Below are some records; state how many of their lines contain the word "service", and add nothing.

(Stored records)
- Opening Delimiter -
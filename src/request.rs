// SPDX-License-Identifier: MPL-2.0
// This Source Code Form is subject to the terms of the Mozilla Public
// License, v. 2.0. If a copy of the MPL was not distributed with this
// file, You can obtain one at https://mozilla.org/MPL/2.0/.

//! Outbound calculation request.

use std::fmt;

use uuid::Uuid;

use crate::reading::Reading;

/// Path of the calculation endpoint, relative to the service base URL.
pub const CALCULATE_PATH: &str = "/calculate";

/// One outbound calculation, built from a [`Reading`] snapshot.
///
/// The request is immutable and carries a random identifier used to
/// correlate log events of the same calculation. Only the reading is sent
/// over the wire.
///
/// # Examples
///
/// ```
/// use irrigation_panel::reading::Reading;
/// use irrigation_panel::request::CalculationRequest;
///
/// let request = CalculationRequest::new(Reading::default());
/// let body = serde_json::to_value(request.reading()).unwrap();
/// assert_eq!(body["soil_moisture"], 50.0);
/// ```
#[derive(Debug, Clone, PartialEq)]
pub struct CalculationRequest {
    id: Uuid,
    reading: Reading,
}

impl CalculationRequest {
    /// Creates a request with a fresh identifier.
    #[must_use]
    pub fn new(reading: Reading) -> Self {
        Self {
            id: Uuid::new_v4(),
            reading,
        }
    }

    /// Returns the request identifier.
    #[must_use]
    pub fn id(&self) -> Uuid {
        self.id
    }

    /// Returns the reading this request was built from; it is also the JSON
    /// body sent to the service.
    #[must_use]
    pub fn reading(&self) -> &Reading {
        &self.reading
    }
}

impl fmt::Display for CalculationRequest {
    fn fmt(&self, f: &mut fmt::Formatter<'_>) -> fmt::Result {
        write!(
            f,
            "moisture={} temperature={} sunlight={}",
            self.reading.soil_moisture, self.reading.temperature, self.reading.sunlight
        )
    }
}

#[cfg(test)]
mod tests {
    use super::*;

    #[test]
    fn requests_get_distinct_ids() {
        let a = CalculationRequest::new(Reading::default());
        let b = CalculationRequest::new(Reading::default());
        assert_ne!(a.id(), b.id());
        assert_eq!(a.reading(), b.reading());
    }

    #[test]
    fn body_has_exactly_three_fields() {
        let request = CalculationRequest::new(Reading::clamped(0.0, 40.0, 100.0));
        let body = serde_json::to_value(request.reading()).unwrap();
        let object = body.as_object().unwrap();
        assert_eq!(object.len(), 3);
        assert_eq!(body["soil_moisture"], 0.0);
        assert_eq!(body["temperature"], 40.0);
        assert_eq!(body["sunlight"], 100.0);
    }

    #[test]
    fn request_display() {
        let request = CalculationRequest::new(Reading::default());
        assert_eq!(
            request.to_string(),
            "moisture=50% temperature=20°C sunlight=50%"
        );
    }
}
- Closing Delimiter -
- _Final answer_:
2